= Tabenna =

Early Christian community in Egypt

Tabenna is a Christian community founded in Upper Egypt around 320 by Saint Pachomius. It was the motherhouse of a federation of monasteries known as the Koinonia. At the time of Pachomius's death in 346, there were nine establishments for men and two for women, along with two or three thousand "Tabennesites". It is considered the first major model of cenobitic monasticism in early Christianity.

== Name and location ==
Tabenna (also Tabennae, Tabennisi, Tabennesi, Tabennese) is a Coptic name. The name and location of this monastery have long been the subject of great uncertainty. In the various manuscripts of the Lausiac History of Palladios (§ 32), the following Greek forms are found: Ταβέννησις, Ταβέννησος, Ταβενίσιος and Ταβένη. In Sozomene (III, 14), one manuscript gives (correctly) "έν Ταβεννήσῳ", but another incorrectly reads "έν Ταβέννη νήσῳ" in two words (with the word νῆσος, "island"). It is apparently this cacography that inspired Nikephoros Kallistos Xanthopoulos' (fl. 14th century) phrase: "ἔν τινι νήσῳ, ἣ Ταβέννη ώνόμαστο", "in a certain island called Tabenne". Hence comes the tradition according to which the monastery was installed on an island, which in fact does not appear in any ancient document. In Coptic manuscripts, the forms are as follows: Tabennêsi (the most frequent), Tabênise, Tabnêse, Tabsinêse, Tabsênisi and others. In the Arabic texts: Tabanessin, Tafnis, Tafânis, Tafnasa, and also Dounasa are found. In Latin, the form Tabennen is found in the Latin Life of Pachomius by Dionysius Exiguus. As for the derivative designating the occupants of the place, in Greek it takes the forms Ταβεννησιώτης, Ταβινισιώτης, Ταβισιώτης; in Latin Tabennensis (with the usual suffix -ensis), Tabennesiota (tracing from Greek), Tabennensiota (mixture of the two).

== History ==
Starting as an abandoned village along the Nile river, the monastery at Tabennese is considered to be the first cenobitic monastery and is credited with sparking the Pachomian monastic movement. One day while collecting wood at this village, it is said that Pachomius was shown a vision that told him to build a monastery at this location. The monks at Tabennese first built a church for the village itself. As the village grew, they went on to build a church for themselves. This all began as a sort of communal experiment that quickly became overpopulated. Not only would the monastery go on to be formed there, but it also turned into a sprawling village that was separate from the monastery itself. Although sprawling, it rarely attracted the visitation of pilgrims as it was so remote. Regardless of this, it did not fail to draw the attention of local authorities. There are records of Tabennese taxation from the Hermopolite nome that were dated 367 A.D. Although Tabennese was located within the Tentyrite nome, the Hermopolite nome, which was a considerable distance away, was responsible for taxation of its land.

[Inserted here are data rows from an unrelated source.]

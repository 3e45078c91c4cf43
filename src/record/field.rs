use std::hash::{Hash, Hasher};


/// A single field value of a data point.
#[derive(Debug, Clone, PartialEq)]
pub enum FieldValue {
    /// A signed integer field.
    Int(i64),
    /// A floating point field.
    Float(f64),
    /// A text field.
    Str(String),
    /// A boolean field.
    Bool(bool),
    /// A missing value.
    Null,
}


// Floats compare by IEEE equality, so a NaN field never equals
// itself; such a record just misses the preprocessor cache.
impl Eq for FieldValue {}


impl Hash for FieldValue {
    fn hash<H: Hasher>(&self, state: &mut H) {
        std::mem::discriminant(self).hash(state);
        match self {
            Self::Int(v) => v.hash(state),
            // `f64` has no `Hash`; the bit pattern is stable enough
            // for memoization keys.
            Self::Float(v) => v.to_bits().hash(state),
            Self::Str(v) => v.hash(state),
            Self::Bool(v) => v.hash(state),
            Self::Null => {},
        }
    }
}


impl From<i64> for FieldValue {
    fn from(v: i64) -> Self { Self::Int(v) }
}

impl From<f64> for FieldValue {
    fn from(v: f64) -> Self { Self::Float(v) }
}

impl From<&str> for FieldValue {
    fn from(v: &str) -> Self { Self::Str(v.to_string()) }
}

impl From<String> for FieldValue {
    fn from(v: String) -> Self { Self::Str(v) }
}

impl From<bool> for FieldValue {
    fn from(v: bool) -> Self { Self::Bool(v) }
}
impl LabelModel {
    /// Initializes an unfitted model with default training settings.
    pub fn new() -> Self {
        Self {
            cardinality: None,
            n_epochs: 100,
            lr: 0.01,
            l2: 0.0,
            tolerance: 1e-10,
            seed: None,
            optimizer: OptimizerKind::Sgd,
            class_balance: None,
            dependencies: Vec::new(),
            verbose: false,
            log_every: 10,
            fitted: None,
        }
    }


    /// Declares the number of classes.
    /// Without a declaration the cardinality is inferred from the
    /// largest label in the training matrix.
    pub fn cardinality(mut self, cardinality: usize) -> Self {
        self.cardinality = Some(cardinality);
        self
    }


    /// Sets the iteration budget.
    /// Training never exceeds it, converged or not.
    pub fn n_epochs(mut self, n_epochs: usize) -> Self {
        self.n_epochs = n_epochs;
        self
    }


    /// Sets the learning rate.
    pub fn lr(mut self, lr: f64) -> Self {
        self.lr = lr;
        self
    }


    /// Sets the strength of the pull toward the initial parameters.
    pub fn l2(mut self, l2: f64) -> Self {
        self.l2 = l2;
        self
    }


    /// Sets the loss-decrease tolerance that stops training early.
    pub fn tolerance(mut self, tolerance: f64) -> Self {
        self.tolerance = tolerance;
        self
    }


    /// Seeds the parameter initialization for reproducible training.
    pub fn seed(mut self, seed: u64) -> Self {
        self.seed = Some(seed);
        self
    }


    /// Selects the optimizer by registry name (`"sgd"` or `"adam"`).
    pub fn optimizer(mut self, name: &str) -> Result<Self> {
        self.optimizer = OptimizerKind::from_name(name)?;
        Ok(self)
    }


    /// Declares the class prior.
    /// Defaults to the uniform distribution.
    pub fn class_balance(mut self, balance: &[f64]) -> Self {
        self.class_balance = Some(balance.to_vec());
        self
    }


    /// Declares cliques of labeling functions whose agreement is
    /// explained by dependence rather than accuracy;
    /// their pairwise moments are excluded from the objective.
    pub fn dependencies(mut self, cliques: &[Vec<usize>]) -> Self {
        self.dependencies = cliques.to_vec();
        self
    }


    /// Prints training progress.
    pub fn verbose(mut self) -> Self {
        self.verbose = true;
        self
    }


    /// Sets the epoch cadence of progress lines.
    pub fn log_every(mut self, log_every: usize) -> Self {
        self.log_every = log_every;
        self
    }


    /// Whether the model has been fitted.
    pub fn is_fitted(&self) -> bool {
        self.fitted.is_some()
    }


    /// The learned parameters, once fitted.
    pub fn params(&self) -> Option<&LabelModelParams> {
        self.fitted.as_ref()
    }


    /// Fits the model to the given label matrix.
    ///
    /// Builds the one-hot expansion, reduces it to the empirical
    /// moment matrix `O`, and minimizes the moment-matching loss
    /// over the class-conditional vote probabilities `μ`:
    /// the masked discrepancy between `O` and `μ P μᵀ`,
    /// plus the marginal constraint `μ p = diag(O)`.
    /// Stops on the loss tolerance or the epoch budget,
    /// whichever comes first.
    pub fn fit(&mut self, labels: &LabelMatrix) -> Result<()> {
        // Refitting starts from scratch.
        self.fitted = None;

        let (_, n_lf) = labels.shape();
        let cardinality = self.infer_cardinality(labels)?;
        let balance = self.validated_balance(cardinality)?;

        for clique in &self.dependencies {
            if let Some(&bad) = clique.iter().find(|&&j| j >= n_lf) {
                let msg = format!(
                    "dependency member {bad} is not a valid \
                     labeling function index (m = {n_lf})"
                );
                return Err(WeakLabelError::InvalidLabelMatrix(msg));
            }
        }

        // Declared dependencies act through the moment mask,
        // so the model itself trains on the base indicator blocks.
        let l_aug = AugmentedMatrix::build(labels, cardinality, &[])?;
        let o = moment_matrix(&l_aug);
        let (_, d) = l_aug.shape();

        let mask = self.moment_mask(n_lf, cardinality, d);
        let mu_init = self.initial_mu(&o, n_lf, cardinality, &balance);
        let mut mu = self.perturbed(&mu_init);

        let logger = TrainLogger::new(self.log_every, self.verbose);
        let mut optimizer =
            Optimizer::new(self.optimizer, d, cardinality);

        let mut previous = f64::INFINITY;
        let mut last_loss = f64::INFINITY;
        let mut last_epoch = 0;
        for epoch in 1..=self.n_epochs {
            let (loss, grad) =
                self.loss_and_grad(&mu, &mu_init, &o, &mask, &balance);
            logger.log(epoch, loss);
            last_loss = loss;
            last_epoch = epoch;

            if (previous - loss).abs() < self.tolerance {
                break;
            }
            previous = loss;

            optimizer.step(&mut mu, &grad, self.lr);
            clamp_matrix(&mut mu, 0.0, 1.0);
        }
        logger.finish(last_epoch, last_loss);

        clamp_matrix(&mut mu, MU_CLAMP, 1.0 - MU_CLAMP);

        self.fitted = Some(LabelModelParams {
            cardinality,
            n_lf,
            mu,
            class_balance: balance,
            layout: l_aug.layout().clone(),
        });
        Ok(())
    }


    /// Returns the posterior class distribution per data point.
    ///
    /// Rows sum to `1` within floating tolerance;
    /// a row without any vote falls back to the class prior.
    /// The matrix must have the same labeling function count and
    /// label range as the training matrix.
    pub fn predict_proba(&self, labels: &LabelMatrix)
        -> Result<Vec<Vec<f64>>>
    {
        let params = self.fitted.as_ref()
            .ok_or(WeakLabelError::ModelNotFitted)?;

        let (_, n_lf) = labels.shape();
        if n_lf != params.n_lf {
            return Err(WeakLabelError::ShapeMismatch {
                what: "labeling functions",
                expected: params.n_lf,
                got: n_lf,
            });
        }
        let max_label = labels.max_label() as usize;
        if max_label > params.cardinality {
            return Err(WeakLabelError::ShapeMismatch {
                what: "classes",
                expected: params.cardinality,
                got: max_label,
            });
        }

        let log_prior = params.class_balance.iter()
            .map(|&p| p.ln())
            .collect::<Vec<_>>();

        let probs = (0..labels.shape().0).into_par_iter()
            .map(|i| {
                let row = labels.row(i);
                let mut logits = log_prior.clone();
                for (j, &vote) in row.iter().enumerate() {
                    if vote > 0 {
                        let col = params.layout.base_column(j, vote);
                        logits.iter_mut()
                            .zip(&params.mu[col])
                            .for_each(|(l, &m)| { *l += m.ln(); });
                    }
                }
                softmax(&logits)
            })
            .collect::<Vec<_>>();
        Ok(probs)
    }


    /// Returns hard predictions, the `1`-indexed posterior argmax.
    pub fn predict(&self, labels: &LabelMatrix) -> Result<Vec<i64>> {
        let probs = self.predict_proba(labels)?;
        Ok(prob_to_pred(&probs))
    }


    /// Per-function learned accuracy estimates:
    /// the probability of voting the true class, given a vote.
    pub fn learned_accuracies(&self) -> Result<Vec<f64>> {
        let params = self.fitted.as_ref()
            .ok_or(WeakLabelError::ModelNotFitted)?;
        let k = params.cardinality;

        let accuracies = (0..params.n_lf)
            .map(|j| {
                let mut correct = 0.0;
                let mut voted = 0.0;
                for (y, &p) in params.class_balance.iter().enumerate() {
                    for c in 1..=k {
                        let col = params.layout.base_column(j, c as i64);
                        voted += p * params.mu[col][y];
                        if c == y + 1 {
                            correct += p * params.mu[col][y];
                        }
                    }
                }
                if voted == 0.0 { 0.0 } else { correct / voted }
            })
            .collect();
        Ok(accuracies)
    }


    /// Writes the learned parameters as JSON.
    pub fn save<P: AsRef<Path>>(&self, path: P) -> Result<()> {
        let params = self.fitted.as_ref()
            .ok_or(WeakLabelError::ModelNotFitted)?;
        params.save(path)
    }


    /// Reconstructs an inference-ready model from saved parameters.
    pub fn load<P: AsRef<Path>>(path: P) -> Result<Self> {
        let params = LabelModelParams::load(path)?;
        let model = Self {
            cardinality: Some(params.cardinality),
            fitted: Some(params),
            ..Self::new()
        };
        Ok(model)
    }


    fn infer_cardinality(&self, labels: &LabelMatrix) -> Result<usize> {
        if let Some(cardinality) = self.cardinality {
            return Ok(cardinality);
        }
        let max_label = labels.max_label();
        if max_label < 2 {
            let msg = format!(
                "cannot infer cardinality from a matrix with \
                 maximum label {max_label}; declare it explicitly"
            );
            return Err(WeakLabelError::InvalidLabelMatrix(msg));
        }
        Ok(max_label as usize)
    }


    fn validated_balance(&self, cardinality: usize) -> Result<Vec<f64>> {
        match &self.class_balance {
            None => Ok(vec![1.0 / cardinality as f64; cardinality]),
            Some(balance) => {
                if balance.len() != cardinality {
                    let msg = format!(
                        "class balance has {} entries, expected {cardinality}",
                        balance.len(),
                    );
                    return Err(WeakLabelError::InvalidLabelMatrix(msg));
                }
                let total = balance.iter().sum::<f64>();
                if balance.iter().any(|&p| p <= 0.0)
                    || (total - 1.0).abs() > 1e-6
                {
                    return Err(WeakLabelError::InvalidLabelMatrix(
                        "class balance must be a distribution \
                         with positive entries".to_string()
                    ));
                }
                Ok(balance.clone())
            },
        }
    }


    /// The objective only matches moments between columns of
    /// different, non-dependent labeling functions.
    fn moment_mask(&self, n_lf: usize, cardinality: usize, d: usize)
        -> Vec<Vec<bool>>
    {
        let mut dependent = vec![vec![false; n_lf]; n_lf];
        for clique in &self.dependencies {
            for &a in clique {
                for &b in clique {
                    dependent[a][b] = true;
                }
            }
        }

        (0..d).map(|a| {
                let lf_a = a / cardinality;
                (0..d).map(|b| {
                        let lf_b = b / cardinality;
                        lf_a != lf_b && !dependent[lf_a][lf_b]
                    })
                    .collect()
            })
            .collect()
    }


    /// Initial `μ`: each function votes its observed rate,
    /// assumed correct with probability `PREC_INIT`.
    fn initial_mu(
        &self,
        o: &[Vec<f64>],
        n_lf: usize,
        cardinality: usize,
        balance: &[f64],
    ) -> Vec<Vec<f64>>
    {
        let d = n_lf * cardinality;
        let mut mu = vec![vec![0.0; cardinality]; d];
        for (a, row) in mu.iter_mut().enumerate() {
            let class = a % cardinality;
            let rate = o[a][a] * PREC_INIT / balance[class];
            row[class] = rate.clamp(0.0, 1.0);
        }
        mu
    }


    fn perturbed(&self, mu_init: &[Vec<f64>]) -> Vec<Vec<f64>> {
        let mut rng = match self.seed {
            Some(seed) => StdRng::seed_from_u64(seed),
            None => StdRng::from_entropy(),
        };
        let noise = Normal::<f64>::new(0.0, INIT_NOISE).unwrap();

        mu_init.iter()
            .map(|row| {
                row.iter()
                    .map(|&m| (m + noise.sample(&mut rng)).clamp(0.0, 1.0))
                    .collect()
            })
            .collect()
    }


    /// The loss and its closed-form gradient.
    ///
    /// `loss = ‖(O − μPμᵀ) ⊙ mask‖² + ‖μp − diag(O)‖²
    ///         + l2 ‖μ − μ₀‖²`
    fn loss_and_grad(
        &self,
        mu: &[Vec<f64>],
        mu_init: &[Vec<f64>],
        o: &[Vec<f64>],
        mask: &[Vec<bool>],
        balance: &[f64],
    ) -> (f64, Vec<Vec<f64>>)
    {
        let d = mu.len();
        let k = balance.len();

        // D = (μPμᵀ − O) ⊙ mask, symmetric.
        let z = utils::quadratic_form(mu, balance);
        let diff = (0..d)
            .map(|a| {
                (0..d).map(|b| {
                        if mask[a][b] { z[a][b] - o[a][b] } else { 0.0 }
                    })
                    .collect::<Vec<_>>()
            })
            .collect::<Vec<_>>();

        let loss_1 = diff.iter()
            .flatten()
            .map(|v| v * v)
            .sum::<f64>();

        // Marginal residual: μp − diag(O).
        let residual = mu.iter()
            .enumerate()
            .map(|(a, row)| utils::inner_product(row, balance) - o[a][a])
            .collect::<Vec<_>>();
        let loss_2 = residual.iter().map(|r| r * r).sum::<f64>();

        let loss_reg = self.l2 * mu.iter()
            .zip(mu_init)
            .flat_map(|(row, row0)| row.iter().zip(row0))
            .map(|(m, m0)| (m - m0).powi(2))
            .sum::<f64>();

        // ∂loss₁/∂μ = 4 (D μ) diag(p);
        // ∂loss₂/∂μ = 2 r pᵀ;  ∂reg/∂μ = 2 l2 (μ − μ₀).
        let dmu = utils::matrix_product(&diff, mu);
        let grad = (0..d)
            .map(|a| {
                (0..k).map(|y| {
                        4.0 * dmu[a][y] * balance[y]
                            + 2.0 * residual[a] * balance[y]
                            + 2.0 * self.l2 * (mu[a][y] - mu_init[a][y])
                    })
                    .collect::<Vec<_>>()
            })
            .collect::<Vec<_>>();

        (loss_1 + loss_2 + loss_reg, grad)
    }
}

In the fall of 329, the monks were visited by the new archbishop Athanasius of Alexandria, who ordained Pachomius as a priest. Shortly after, a second establishment was founded in the neighboring village, also abandoned, of Pbow. Pachomius himself settled there c. 336-37, and Pbow became the most important settlement with 600 monks at the time of the death of the founder in 346. After 340, other monasteries were established between Esna and Akhmim. The whole constituted a real order, with a superior general at its head who circulates between the monasteries and appoints their superiors. A gathering of all the monks took place twice a year, at Easter and August 13th, in the mother house of Tabennêsis; on this occasion, superiors ought to report on their material management to the general bursar.

After the death of Pachomius on May 9th 346, the superior general was Petronius, but died three months later. Orsisius replaced him, but in 351, following the revolt of a monastery, Theodorus of Tabennese, one of the first disciples of Pachomius, had to take things in hand, and he ensured the direction until his death in 368, while calling himself the "vicar" of Orsisius. At that date there were twelve men's monasteries and three women's monasteries. Orsisius then resumed his functions until his death after 386. In 390, Archbishop Theophilus I of Alexandria favored the installation of a monastery of the order at Canopus to the east of Alexandria, on the site of an ancient temple of Serapis. The monastery of Metanoia, which had Latin monks, played an important role in the influence exercised by its rule in the West. Around the year 400, according to Palladios, the "Tabennesites" or Pachomians numbered around 7,000. In the 5th century, the order accepted the decisions of the Council of Chalcedon, and it only experienced divisions on this subject from the 6th century.

== Archaeology ==
More recent archaeological efforts have placed the ancient monastery on the edge of the modern-day village of Faw Qibli.